At Go Car Credit, we look at more than just your credit file and the hard inquiries. We want to get you behind the wheel and will work with you to make that happen. We’ll consider your application even if you have a poor credit file or you’ve been rejected elsewhere.

Think beyond your bad credit and use our car financing calculator to work out what sort of repayments would be affordable for you.

How does Go Car Credit decide?

We’ll build a picture by looking at your credit history, income and how much you can afford to pay. Then we’ll discuss what type of repayment plan could work for you so that we all know it’s a manageable amount.

We can’t guarantee you’ll be accepted for car finance, but we do as much as we can to approve you. One way we do this is by offering hire purchase. This can be a good option if you’re trying to work out the best car finance for bad credit or a credit file filled with hard inquiries.

What’s hire purchase car finance?

If you choose hire purchase, you’ll be buying your car without paying in full before you can drive it, and your purchase is secured against the vehicle itself. You’ll put down an initial deposit and then pay off the rest via monthly instalments.

So, until you pay off the amount that we’ll agree with you as part of your repayment plan, the car is legally owned by Go Car Credit, although you’ll be the named owner during that time.
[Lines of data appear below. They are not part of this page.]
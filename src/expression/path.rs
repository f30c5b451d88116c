use crate::expression::placeholders;

use aws_sdk_dynamodb::types;
use serde::Serialize;
use std::fmt;

/// One step of an attribute path: a field name or a list index.
#[derive(Clone, Debug, Eq, Hash, PartialEq)]
pub enum Segment {
    /// A named field inside a map (or at the top level of the item).
    Field(String),
    /// A numeric position inside a list.
    Index(usize),
}

/// A route into a nested item attribute, e.g. `shipping.addresses[0].city`.
///
/// A path is never empty and always starts with a field name; the
/// constructors make both invariants unrepresentable.
///
/// Field names are expected to stay within `[A-Za-z0-9_]`, because they are
/// embedded verbatim in `#name` placeholder tokens on the wire.
///
/// ```rust
/// use dynamodb_adapter::expression::path::Path;
///
/// let path = Path::root("shipping").field("addresses").index(0).field("city");
/// assert_eq!(path.to_string(), "shipping.addresses[0].city");
/// ```
#[derive(Clone, Debug, Eq, Hash, PartialEq)]
pub struct Path {
    segments: Vec<Segment>,
}

impl Path {
    /// Start a path at a top-level field.
    pub fn root(name: impl Into<String>) -> Self {
        Self {
            segments: vec![Segment::Field(name.into())],
        }
    }

    /// Descend into a named field.
    pub fn field(mut self, name: impl Into<String>) -> Self {
        self.segments.push(Segment::Field(name.into()));
        self
    }

    /// Descend into a list element.
    pub fn index(mut self, index: usize) -> Self {
        self.segments.push(Segment::Index(index));
        self
    }

    /// Number of segments in the path.
    pub fn depth(&self) -> usize {
        self.segments.len()
    }

    /// Whether the path addresses a top-level attribute.
    pub fn is_top_level(&self) -> bool {
        self.segments.len() == 1
    }

    /// The top-level attribute name the path starts at.
    pub fn root_name(&self) -> &str {
        match &self.segments[0] {
            Segment::Field(name) => name,
            // Unreachable: constructors only ever start a path with a field.
            Segment::Index(_) => "",
        }
    }

    pub(crate) fn segments(&self) -> &[Segment] {
        &self.segments
    }

    /// Remove and return the deepest segment, refusing to empty the path.
    pub(crate) fn pop_deepest(&mut self) -> Option<Segment> {
        if self.segments.len() > 1 {
            self.segments.pop()
        } else {
            None
        }
    }

    /// Stem used for value placeholder tokens: the deepest field name.
    pub(crate) fn value_stem(&self) -> &str {
        self.segments
            .iter()
            .rev()
            .find_map(|segment| match segment {
                Segment::Field(name) => Some(name.as_str()),
                Segment::Index(_) => None,
            })
            .unwrap_or_default()
    }
}

impl fmt::Display for Path {
    fn fmt(&self, formatter: &mut fmt::Formatter<'_>) -> fmt::Result {
        for (position, segment) in self.segments.iter().enumerate() {
            match segment {
                Segment::Field(name) => {
                    if position > 0 {
                        formatter.write_str(".")?;
                    }
                    formatter.write_str(name)?;
                }
                Segment::Index(index) => write!(formatter, "[{index}]")?,
            }
        }
        Ok(())
    }
}

impl From<&str> for Path {
    fn from(name: &str) -> Self {
        Self::root(name)
    }
}

impl From<String> for Path {
    fn from(name: String) -> Self {
        Self::root(name)
    }
}

/// Either a literal value or a reference to another attribute path.
///
/// The distinction is made by the caller at the API boundary, never inferred
/// from the runtime shape of a value.
#[derive(Clone, Debug, PartialEq)]
pub enum Operand {
    /// A literal wire value.
    Value(types::AttributeValue),
    /// A reference to an attribute path in the stored item.
    Path(Path),
}

impl Operand {
    /// Build a literal operand from any serializable value.
    pub fn value(value: impl Serialize) -> serde_dynamo::Result<Self> {
        Ok(Self::Value(serde_dynamo::to_attribute_value(value)?))
    }

    /// Build a path operand.
    pub fn path(path: impl Into<Path>) -> Self {
        Self::Path(path.into())
    }

    /// Render the operand as a placeholder token; `None` drops the enclosing
    /// action.
    pub(crate) fn render(
        &self,
        target: &Path,
        map: &mut placeholders::AttributeMap,
    ) -> Option<String> {
        match self {
            Self::Value(value) => map.add_value(target, value.clone()),
            Self::Path(path) => Some(map.add_name(path)),
        }
    }
}
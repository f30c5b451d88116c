use crate::builder;
use crate::expression::{path, placeholders};
use crate::{request, schema};

use aws_sdk_dynamodb::types;

/// Builds a [`request::GetRequest`] for one table.
#[derive(Clone, Debug)]
pub struct GetBuilder<'a> {
    schema: &'a schema::TableSchema,
    key: request::Item,
    projection: Vec<path::Path>,
    consistent_read: bool,
}

impl<'a> GetBuilder<'a> {
    /// Start a get against the table described by `schema`.
    pub fn new(schema: &'a schema::TableSchema) -> Self {
        Self {
            schema,
            key: request::Item::new(),
            projection: Vec::new(),
            consistent_read: false,
        }
    }

    /// Add one key attribute.
    pub fn key(mut self, attribute: impl Into<String>, value: types::AttributeValue) -> Self {
        self.key.insert(attribute.into(), value);
        self
    }

    /// Restrict the response to the given attribute path.
    pub fn project(mut self, path: impl Into<path::Path>) -> Self {
        self.projection.push(path.into());
        self
    }

    /// Read from the leader instead of an eventually consistent replica.
    pub fn consistent(mut self, consistent_read: bool) -> Self {
        self.consistent_read = consistent_read;
        self
    }

    /// Render the wire request.
    pub fn build(self) -> request::GetRequest {
        let mut map = placeholders::AttributeMap::default();
        let projection_expression = builder::render_projection(&self.projection, &mut map);
        let expression_attribute_names =
            map.expression_attribute_names(&[projection_expression.as_deref()]);
        request::GetRequest {
            table_name: self.schema.table_name.clone(),
            key: self.key,
            projection_expression,
            expression_attribute_names,
            consistent_read: self.consistent_read,
        }
    }
}
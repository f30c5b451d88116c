use crate::adapter::WriteOutcome;
use crate::builder::put::PutBuilder;
use crate::expression::{condition, path};
use crate::{error, schema, transport};

use serde::Serialize;
use serde::de::DeserializeOwned;
use std::marker;

/// Stores a full item, optionally guarded by conditions on the stored item.
///
/// ```rust,no_run
/// use dynamodb_adapter::adapter::put::Put;
/// use dynamodb_adapter::expression::condition::Condition;
/// use dynamodb_adapter::{schema, transport};
/// use serde::{Deserialize, Serialize};
///
/// #[derive(Serialize, Deserialize)]
/// struct Order {
///     order_id: String,
///     status: String,
/// }
///
/// # async fn example(
/// #     schema: &schema::TableSchema,
/// #     transport: &transport::DynamoTransport,
/// #     order: &Order,
/// # ) -> Result<(), Box<dyn std::error::Error>> {
/// let outcome = Put::new(schema, transport)
///     .item(order)?
///     .when("order_id", Condition::NotExists)
///     .send()
///     .await?;
/// assert!(outcome.is_applied());
/// # Ok(())
/// # }
/// ```
#[derive(Debug)]
pub struct Put<'a, T> {
    transport: &'a dyn transport::Transport,
    builder: PutBuilder<'a>,
    marker: marker::PhantomData<T>,
}

impl<'a, T: Serialize + DeserializeOwned> Put<'a, T> {
    /// Start a put against `schema` over `transport`.
    pub fn new(
        schema: &'a schema::TableSchema,
        transport: &'a dyn transport::Transport,
    ) -> Self {
        Self {
            transport,
            builder: PutBuilder::new(schema),
            marker: marker::PhantomData,
        }
    }

    /// The item to store, serialized at the boundary.
    pub fn item(mut self, item: &T) -> error::Result<Self> {
        self.builder = self.builder.item(serde_dynamo::to_item(item)?);
        Ok(self)
    }

    /// Guard the write with a predicate on the currently stored item.
    pub fn when(
        mut self,
        path: impl Into<path::Path>,
        condition: condition::Condition,
    ) -> Self {
        self.builder = self.builder.condition(path, condition);
        self
    }

    /// Add a further predicate joined with `AND`.
    pub fn and_when(
        mut self,
        path: impl Into<path::Path>,
        condition: condition::Condition,
    ) -> Self {
        self.builder = self
            .builder
            .joiner(condition::LogicalOperator::And)
            .condition(path, condition);
        self
    }

    /// Add a further predicate joined with `OR`.
    pub fn or_when(
        mut self,
        path: impl Into<path::Path>,
        condition: condition::Condition,
    ) -> Self {
        self.builder = self
            .builder
            .joiner(condition::LogicalOperator::Or)
            .condition(path, condition);
        self
    }

    /// Ask for the replaced item in the outcome.
    pub fn return_old_values(mut self) -> Self {
        self.builder = self.builder.return_old_values(true);
        self
    }

    /// Execute the write.
    pub async fn send(self) -> error::Result<WriteOutcome<T>> {
        let request = self.builder.build();
        tracing::debug!(?request, "sending put");
        match self.transport.put_item(request).await {
            Ok(old) => Ok(WriteOutcome::Applied(super::deserialize_old(old)?)),
            Err(transport::TransportError::ConditionalCheckFailed) => {
                Ok(WriteOutcome::ConditionFailed)
            }
            Err(other) => Err(other.into()),
        }
    }
}
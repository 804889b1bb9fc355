//! Full render pass over a repository.
//!
//! Ties the stages together:
//!
//! ```text
//! pages.toml ──► SiteConfig
//! content/<project>/**/*.json ──► ContentTree ──► ResourceResolver
//! apps/<project>/**/*.html ──► ComponentRegistry (pre-compiled in parallel)
//!                                   │
//!          pages (page_type) ───────┤ RenderPipeline, in parallel
//!          components (pattern) ────┘
//!                                   ▼
//!                     SiteOutput: "<resourcePath>.html" → HTML
//! ```
//!
//! Outputs are collected in tree order (pages first, then standalone
//! components) regardless of which worker finished first, so two passes over
//! the same repository produce identical output. The first render of an
//! output path wins; later ones are logged and dropped.

use crate::bindings::{Binding, BindingError, BindingsProvider};
use crate::components::{ComponentRegistry, ScriptResolver};
use crate::config::{ConfigError, RepoLayout, SiteConfig, static_bindings};
use crate::deps::DependencyTracker;
use crate::models::{Model, ModelLoader, ModelRegistry};
use crate::render::{RenderError, RenderPipeline, RenderSettings};
use crate::resolver::ResourceResolver;
use crate::tree::{ContentTree, ContentTreeBuilder, TreeError};
use rayon::prelude::*;
use serde::Serialize;
use std::collections::BTreeMap;
use std::fs;
use std::path::{Path, PathBuf};
use std::sync::Arc;
use thiserror::Error;
use tracing::{error, info, warn};

#[derive(Error, Debug)]
pub enum SiteError {
    #[error(transparent)]
    Config(#[from] ConfigError),
    #[error(transparent)]
    Tree(#[from] TreeError),
    #[error(transparent)]
    Bindings(#[from] BindingError),
    #[error(transparent)]
    Render(#[from] RenderError),
    #[error("IO error: {0}")]
    Io(#[from] std::io::Error),
}

/// Output file name for a rendered resource.
pub fn output_path(resource_path: &str) -> String {
    format!("{resource_path}.html")
}

#[derive(Debug, Clone, Copy, PartialEq, Eq, Serialize)]
#[serde(rename_all = "lowercase")]
pub enum OutputKind {
    Page,
    Component,
}

#[derive(Debug, Clone, Serialize)]
pub struct RenderedFile {
    pub resource_path: String,
    pub kind: OutputKind,
    pub html: String,
}

/// Everything a pass produced.
#[derive(Debug, Default, Serialize)]
pub struct SiteOutput {
    /// Output path → rendered file, in path order.
    pub files: BTreeMap<String, RenderedFile>,
    pub pages: usize,
    pub components: usize,
    /// Node and page failures that were logged and skipped.
    pub failures: usize,
    /// Outputs dropped because an earlier render claimed the same path.
    pub duplicates: usize,
    /// Every source file the pass read.
    pub dependencies: Vec<PathBuf>,
}

impl SiteOutput {
    /// Record a rendered file. Returns `false` if the path was already taken.
    pub fn emit(&mut self, resource_path: &str, kind: OutputKind, html: String) -> bool {
        let key = output_path(resource_path);
        if self.files.contains_key(&key) {
            warn!(output = %key, "Output already rendered, dropping duplicate");
            self.duplicates += 1;
            return false;
        }
        match kind {
            OutputKind::Page => self.pages += 1,
            OutputKind::Component => self.components += 1,
        }
        self.files.insert(
            key,
            RenderedFile {
                resource_path: resource_path.to_string(),
                kind,
                html,
            },
        );
        true
    }

    pub fn get(&self, output: &str) -> Option<&str> {
        self.files.get(output).map(|f| f.html.as_str())
    }

    /// Write every file below `dir`. Returns the number of files written.
    pub fn write_to(&self, dir: &Path) -> Result<usize, SiteError> {
        for (key, file) in &self.files {
            let target = dir.join(key.trim_start_matches('/'));
            if let Some(parent) = target.parent() {
                fs::create_dir_all(parent)?;
            }
            fs::write(&target, &file.html)?;
        }
        Ok(self.files.len())
    }
}

/// Result of validating a repository without rendering.
#[derive(Debug, Clone, Serialize)]
pub struct CheckReport {
    pub nodes: usize,
    pub pages: Vec<String>,
    pub components: Vec<String>,
    pub templates_compiled: usize,
    pub templates_failed: usize,
}

/// A ready-to-render pass: built tree, warmed registry, pipeline.
pub struct Pass {
    pub pipeline: Arc<RenderPipeline>,
    pub deps: Arc<DependencyTracker>,
    pub templates_compiled: usize,
    pub templates_failed: usize,
}

/// Renders a repository according to its configuration.
pub struct SiteRenderer {
    repo_dir: PathBuf,
    config: SiteConfig,
    models: ModelRegistry,
    bindings: Vec<(String, Binding)>,
}

impl SiteRenderer {
    pub fn new(repo_dir: impl Into<PathBuf>, config: SiteConfig) -> Self {
        let bindings = static_bindings(&config);
        Self {
            repo_dir: repo_dir.into(),
            config,
            models: ModelRegistry::new(),
            bindings,
        }
    }

    /// Load `pages.toml` from the repository and build a renderer for it.
    pub fn from_repo(repo_dir: impl Into<PathBuf>) -> Result<Self, SiteError> {
        let repo_dir = repo_dir.into();
        let config = crate::config::load_config(&repo_dir)?;
        Ok(Self::new(repo_dir, config))
    }

    pub fn config(&self) -> &SiteConfig {
        &self.config
    }

    pub fn layout(&self) -> RepoLayout {
        self.config.layout(&self.repo_dir)
    }

    /// Register a host model for a resource type or module name.
    pub fn with_model(mut self, name: impl Into<String>, model: impl Model + 'static) -> Self {
        self.models.register(name, model);
        self
    }

    /// Add a custom binding on top of the configured static ones.
    pub fn with_binding(mut self, name: impl Into<String>, binding: Binding) -> Self {
        self.bindings.push((name.into(), binding));
        self
    }

    /// Flatten the content files into a tree.
    pub fn build_tree(&self, deps: &DependencyTracker) -> Result<ContentTree, SiteError> {
        let layout = self.layout();
        let tree = ContentTreeBuilder::new(&layout.repo_dir, &layout.content_root)
            .max_depth(self.config.max_content_depth)
            .build(deps)?;
        Ok(tree)
    }

    /// Build the tree, pre-compile components, and set up the pipeline.
    pub fn prepare(&self) -> Result<Pass, SiteError> {
        let layout = self.layout();
        let deps = Arc::new(DependencyTracker::new());

        let tree = self.build_tree(&deps)?;
        let resolver = Arc::new(ResourceResolver::new(tree));

        let loader = Arc::new(ModelLoader::new(
            self.models.clone(),
            &layout.models_dir,
            &self.config.model_file,
            Arc::clone(&deps),
        ));
        let bindings = Arc::new(
            BindingsProvider::new(self.bindings.iter().cloned(), Arc::clone(&loader))?
                .strict_models(self.config.strict_models),
        );
        let scripts = ScriptResolver::new(
            &layout.repo_dir,
            &layout.source_root,
            &layout.shared_root,
        );
        let registry = Arc::new(ComponentRegistry::new(scripts, loader, Arc::clone(&deps)));
        let (templates_compiled, templates_failed) = registry.load_components();

        let settings = RenderSettings {
            page_content: self.config.page_content.clone(),
            max_render_depth: self.config.max_render_depth,
        };
        let pipeline = RenderPipeline::new(resolver, registry, bindings, settings)?;

        Ok(Pass {
            pipeline,
            deps,
            templates_compiled,
            templates_failed,
        })
    }

    /// Validate the repository: tree, configuration, and component compilation.
    pub fn check(&self) -> Result<CheckReport, SiteError> {
        let pass = self.prepare()?;
        let resolver = pass.pipeline.resolver();
        let pages = resolver
            .find_resources(self.config.page_type.as_str())
            .iter()
            .map(|p| p.path().to_string())
            .collect();
        let components = match self.config.components.matcher()? {
            Some(re) => resolver
                .find_resources(re)
                .iter()
                .map(|c| c.path().to_string())
                .collect(),
            None => Vec::new(),
        };
        Ok(CheckReport {
            nodes: resolver.tree().len(),
            pages,
            components,
            templates_compiled: pass.templates_compiled,
            templates_failed: pass.templates_failed,
        })
    }

    /// Run the whole pass.
    pub fn render(&self) -> Result<SiteOutput, SiteError> {
        let pass = self.prepare()?;
        let pipeline = &pass.pipeline;
        let resolver = pipeline.resolver();
        let mut output = SiteOutput::default();
        let mut page_failures = 0;

        let pages = resolver.find_resources(self.config.page_type.as_str());
        info!(count = pages.len(), "Rendering pages");
        let rendered: Vec<_> = pages
            .par_iter()
            .map(|page| (page.path(), pipeline.render_page(page)))
            .collect();
        for (path, result) in rendered {
            match result {
                Ok(html) => {
                    output.emit(path, OutputKind::Page, html);
                }
                Err(e) => {
                    error!(page = path, error = %e, "Page failed");
                    page_failures += 1;
                }
            }
        }

        if let Some(pattern) = self.config.components.matcher()? {
            let selector = self.config.components.selector.as_str();
            let components = resolver.find_resources(pattern);
            info!(count = components.len(), selector, "Rendering components");
            let rendered: Vec<_> = components
                .par_iter()
                .map(|c| (c.path(), pipeline.render_component(c, Some(selector))))
                .collect();
            for (path, html) in rendered {
                if let Some(html) = html {
                    output.emit(path, OutputKind::Component, html);
                }
            }
        }

        output.failures = pipeline.failures() + page_failures;
        output.dependencies = pass.deps.files();
        info!(
            pages = output.pages,
            components = output.components,
            failures = output.failures,
            "Render pass complete"
        );
        Ok(output)
    }
}
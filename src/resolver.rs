//! Path-based queries over a built [`ContentTree`].
//!
//! The resolver owns the tree for the duration of a render pass and hands out
//! [`Resource`] views that borrow it. Lookups of absent paths return `None`;
//! templates probe optional structure constantly, so absence is never an error.

use crate::content::{ContentNode, join_path, parent_path};
use crate::resource::Resource;
use crate::tree::ContentTree;
use regex::Regex;
use serde_json::{Value, json};

/// Selects resources by derived resource type.
#[derive(Debug, Clone)]
pub enum TypeMatcher {
    Exact(String),
    Pattern(Regex),
}

impl TypeMatcher {
    pub fn is_match(&self, resource_type: &str) -> bool {
        match self {
            TypeMatcher::Exact(t) => t == resource_type,
            TypeMatcher::Pattern(re) => re.is_match(resource_type),
        }
    }
}

impl From<&str> for TypeMatcher {
    fn from(value: &str) -> Self {
        TypeMatcher::Exact(value.to_string())
    }
}

impl From<String> for TypeMatcher {
    fn from(value: String) -> Self {
        TypeMatcher::Exact(value)
    }
}

impl From<Regex> for TypeMatcher {
    fn from(value: Regex) -> Self {
        TypeMatcher::Pattern(value)
    }
}

#[derive(Debug, Clone)]
pub struct ResourceResolver {
    tree: ContentTree,
}

impl ResourceResolver {
    pub fn new(tree: ContentTree) -> Self {
        Self { tree }
    }

    pub fn tree(&self) -> &ContentTree {
        &self.tree
    }

    /// Exact-path lookup.
    pub fn get_resource(&self, path: &str) -> Option<Resource<'_>> {
        self.tree
            .get(path)
            .map(|node| Resource::new(path, node.resource_type(), self))
    }

    pub fn get_child(&self, resource: &Resource<'_>, name: &str) -> Option<Resource<'_>> {
        self.get_resource(&join_path(resource.path(), name))
    }

    /// Resources exactly one segment below `resource`, in path order.
    pub fn get_children(&self, resource: &Resource<'_>) -> Vec<Resource<'_>> {
        self.tree
            .children_of(resource.path())
            .map(|(path, node)| Resource::new(path, node.resource_type(), self))
            .collect()
    }

    /// Immediate parent, `None` at the top of the tree.
    pub fn get_parent(&self, resource: &Resource<'_>) -> Option<Resource<'_>> {
        parent_path(resource.path()).and_then(|p| self.get_resource(p))
    }

    /// Stored node at `path`. `None` for synthetic or unknown paths.
    pub fn value_map(&self, path: &str) -> Option<&ContentNode> {
        self.tree.get(path)
    }

    /// Every resource whose derived type matches, in tree order.
    pub fn find_resources(&self, matcher: impl Into<TypeMatcher>) -> Vec<Resource<'_>> {
        let matcher = matcher.into();
        self.tree
            .iter()
            .filter_map(|(path, node)| {
                let resource_type = node.resource_type();
                matcher
                    .is_match(&resource_type)
                    .then(|| Resource::new(path, resource_type, self))
            })
            .collect()
    }

    /// A content-less resource at `path` with an explicit type.
    pub fn make_synthetic_resource(&self, path: &str, resource_type: &str) -> Resource<'_> {
        Resource::new(path, resource_type.to_string(), self)
    }

    /// Serializable handle exposed to templates as `resource_resolver`.
    ///
    /// Queries go through the resolver functions registered on the template
    /// runtime; the handle only identifies the tree being rendered.
    pub fn handle(&self) -> Value {
        json!({ "root": self.tree.root() })
    }
}

#[cfg(test)]
mod tests {
    use super::*;
    use serde_json::json;

    fn resolver() -> ResourceResolver {
        let tree = ContentTree::from_value(
            "/content/site",
            json!({
                "jcr:primaryType": "cq:Page",
                "jcr:content": {
                    "sling:resourceType": "site/components/page",
                    "root": {
                        "sling:resourceType": "site/components/container",
                        "hero": { "sling:resourceType": "site/components/teaser" },
                        "teaser2": { "sling:resourceType": "site/components/teaser" },
                    }
                },
                "about": { "jcr:primaryType": "cq:Page" },
            }),
        )
        .unwrap();
        ResourceResolver::new(tree)
    }

    #[test]
    fn lookup_absent_path_is_none() {
        let r = resolver();
        assert!(r.get_resource("/content/site/missing").is_none());
        assert!(r.get_resource("/content/site").is_some());
    }

    #[test]
    fn child_lookup_probes_optional_structure() {
        let r = resolver();
        let page = r.get_resource("/content/site").unwrap();
        let content = r.get_child(&page, "jcr:content").unwrap();
        assert_eq!(content.resource_type(), "site/components/page");
        assert!(r.get_child(&page, "nope").is_none());
    }

    #[test]
    fn children_are_one_level_deep_and_stable() {
        let r = resolver();
        let root = r.get_resource("/content/site/jcr:content/root").unwrap();
        let first: Vec<String> = r
            .get_children(&root)
            .iter()
            .map(|c| c.path().to_string())
            .collect();
        let second: Vec<String> = r
            .get_children(&root)
            .iter()
            .map(|c| c.path().to_string())
            .collect();
        assert_eq!(
            first,
            vec![
                "/content/site/jcr:content/root/hero",
                "/content/site/jcr:content/root/teaser2"
            ]
        );
        assert_eq!(first, second);

        let page = r.get_resource("/content/site").unwrap();
        assert!(
            r.get_children(&page)
                .iter()
                .all(|c| c.path().matches('/').count() == 3)
        );
    }

    #[test]
    fn leaf_has_no_children() {
        let r = resolver();
        let hero = r.get_resource("/content/site/jcr:content/root/hero").unwrap();
        assert!(r.get_children(&hero).is_empty());
    }

    #[test]
    fn parent_of_tree_root_is_none() {
        let r = resolver();
        let page = r.get_resource("/content/site").unwrap();
        assert!(r.get_parent(&page).is_none());

        let content = r.get_resource("/content/site/jcr:content").unwrap();
        assert_eq!(r.get_parent(&content).unwrap().path(), "/content/site");
    }

    #[test]
    fn find_by_exact_type() {
        let r = resolver();
        let pages: Vec<String> = r
            .find_resources("cq/Page")
            .iter()
            .map(|p| p.path().to_string())
            .collect();
        assert_eq!(pages, vec!["/content/site", "/content/site/about"]);
    }

    #[test]
    fn find_by_pattern() {
        let r = resolver();
        let found = r.find_resources(Regex::new("^site/components/(teaser|container)$").unwrap());
        assert_eq!(found.len(), 3);
        assert!(found.iter().all(|f| f.resource_type() != "site/components/page"));
    }

    #[test]
    fn synthetic_resource_has_no_properties() {
        let r = resolver();
        let synthetic = r.make_synthetic_resource("/content/site/ghost", "site/components/text");
        assert_eq!(synthetic.resource_type(), "site/components/text");
        assert!(synthetic.value_map().is_empty());
        assert!(r.value_map("/content/site/ghost").is_none());
    }
}
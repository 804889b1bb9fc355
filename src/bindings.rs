//! Per-resource binding computation.
//!
//! Every resource render step gets a fresh set of bindings: the reserved
//! `model` binding (the component's model, or null) followed by the custom
//! bindings configured for the pass. Custom names are fixed at construction
//! so the set of variables templates may reference never changes mid-pass.

use crate::components::component_dir;
use crate::globals::{Bindings, Globals, STRUCTURAL_VARS};
use crate::models::{ModelError, ModelLoader};
use serde_json::Value;
use std::collections::BTreeMap;
use std::fmt;
use std::path::Path;
use std::sync::Arc;
use thiserror::Error;
use tracing::debug;

/// Name of the binding that carries a component's model.
pub const MODEL_BINDING: &str = "model";

#[derive(Error, Debug)]
pub enum BindingError {
    #[error("Binding name '{0}' is reserved")]
    ReservedName(String),
    #[error("No model found for resource type {0}")]
    MissingModel(String),
    #[error(transparent)]
    Model(#[from] ModelError),
    #[error("Binding '{name}' failed: {message}")]
    Dynamic { name: String, message: String },
}

type BindingFn = dyn Fn(&Globals) -> Result<Value, String> + Send + Sync;

/// A custom binding: a fixed value or a function of the current globals.
#[derive(Clone)]
pub enum Binding {
    Static(Value),
    Dynamic(Arc<BindingFn>),
}

impl Binding {
    pub fn dynamic<F>(f: F) -> Self
    where
        F: Fn(&Globals) -> Result<Value, String> + Send + Sync + 'static,
    {
        Binding::Dynamic(Arc::new(f))
    }
}

impl fmt::Debug for Binding {
    fn fmt(&self, f: &mut fmt::Formatter<'_>) -> fmt::Result {
        match self {
            Binding::Static(value) => write!(f, "Static({value})"),
            Binding::Dynamic(_) => write!(f, "Dynamic(..)"),
        }
    }
}

impl From<Value> for Binding {
    fn from(value: Value) -> Self {
        Binding::Static(value)
    }
}

#[derive(Debug)]
pub struct BindingsProvider {
    custom: BTreeMap<String, Binding>,
    loader: Arc<ModelLoader>,
    strict_models: bool,
}

impl BindingsProvider {
    /// Fails when a custom binding would shadow `model` or a structural variable.
    pub fn new(
        custom: impl IntoIterator<Item = (String, Binding)>,
        loader: Arc<ModelLoader>,
    ) -> Result<Self, BindingError> {
        let mut bindings = BTreeMap::new();
        for (name, binding) in custom {
            if is_reserved(&name) {
                return Err(BindingError::ReservedName(name));
            }
            bindings.insert(name, binding);
        }
        Ok(Self {
            custom: bindings,
            loader,
            strict_models: false,
        })
    }

    /// Treat a component without a model as a node failure instead of null.
    pub fn strict_models(mut self, strict: bool) -> Self {
        self.strict_models = strict;
        self
    }

    pub fn loader(&self) -> &Arc<ModelLoader> {
        &self.loader
    }

    /// Declared binding names: `model` first, then custom names in order.
    pub fn names(&self) -> Vec<String> {
        std::iter::once(MODEL_BINDING.to_string())
            .chain(self.custom.keys().cloned())
            .collect()
    }

    /// Compute bindings for a resource of `resource_type` rendered with `globals`.
    pub fn provide(
        &self,
        source_root: &Path,
        resource_type: &str,
        globals: &Globals,
    ) -> Result<Bindings, BindingError> {
        let mut result = Bindings::new();

        let dir = component_dir(source_root, resource_type);
        let model = match self.loader.locate_component_model(resource_type, &dir) {
            Some(source) => self.loader.run(&source, globals)?,
            None if self.strict_models => {
                return Err(BindingError::MissingModel(resource_type.to_string()));
            }
            None => {
                debug!(resource_type, "No model for component");
                Value::Null
            }
        };
        result.insert(MODEL_BINDING.to_string(), model);

        for (name, binding) in &self.custom {
            let value = match binding {
                Binding::Static(value) => value.clone(),
                Binding::Dynamic(f) => f(globals).map_err(|message| BindingError::Dynamic {
                    name: name.clone(),
                    message,
                })?,
            };
            result.insert(name.clone(), value);
        }

        Ok(result)
    }
}

fn is_reserved(name: &str) -> bool {
    name == MODEL_BINDING || STRUCTURAL_VARS.contains(&name)
}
Once you’ve paid the full balance, which is the car’s value plus an amount of interest, the motor is legally yours.

What if I can’t pay?

If you can’t make the repayments, let us know as soon as possible. We’ll work with you try to come up with a solution. As a last resort, we can repossess the car. This is a very last resort for us though, and there may be different options before we get to that point.

Will I pay more because I have a poor credit file?

It’s true that a poor credit file can sometimes mean you are charged higher interest rates. If you are approved, other factors that will affect the amount you pay are the vehicle you choose, the deposit you put down and the length of your repayment period, together with the added interest on top.

We treat every application on its merits because you’re an individual with your own financial story. Your circumstances will be different to someone else who’s trying to work out how to get a car with bad credit.

This means that your car finance agreement with us will depend on your unique situation. If approved, we’ll then create your personalised payment plan. This will be tailored to suit your income and outgoings, so you’ll be repaying an amount you can afford.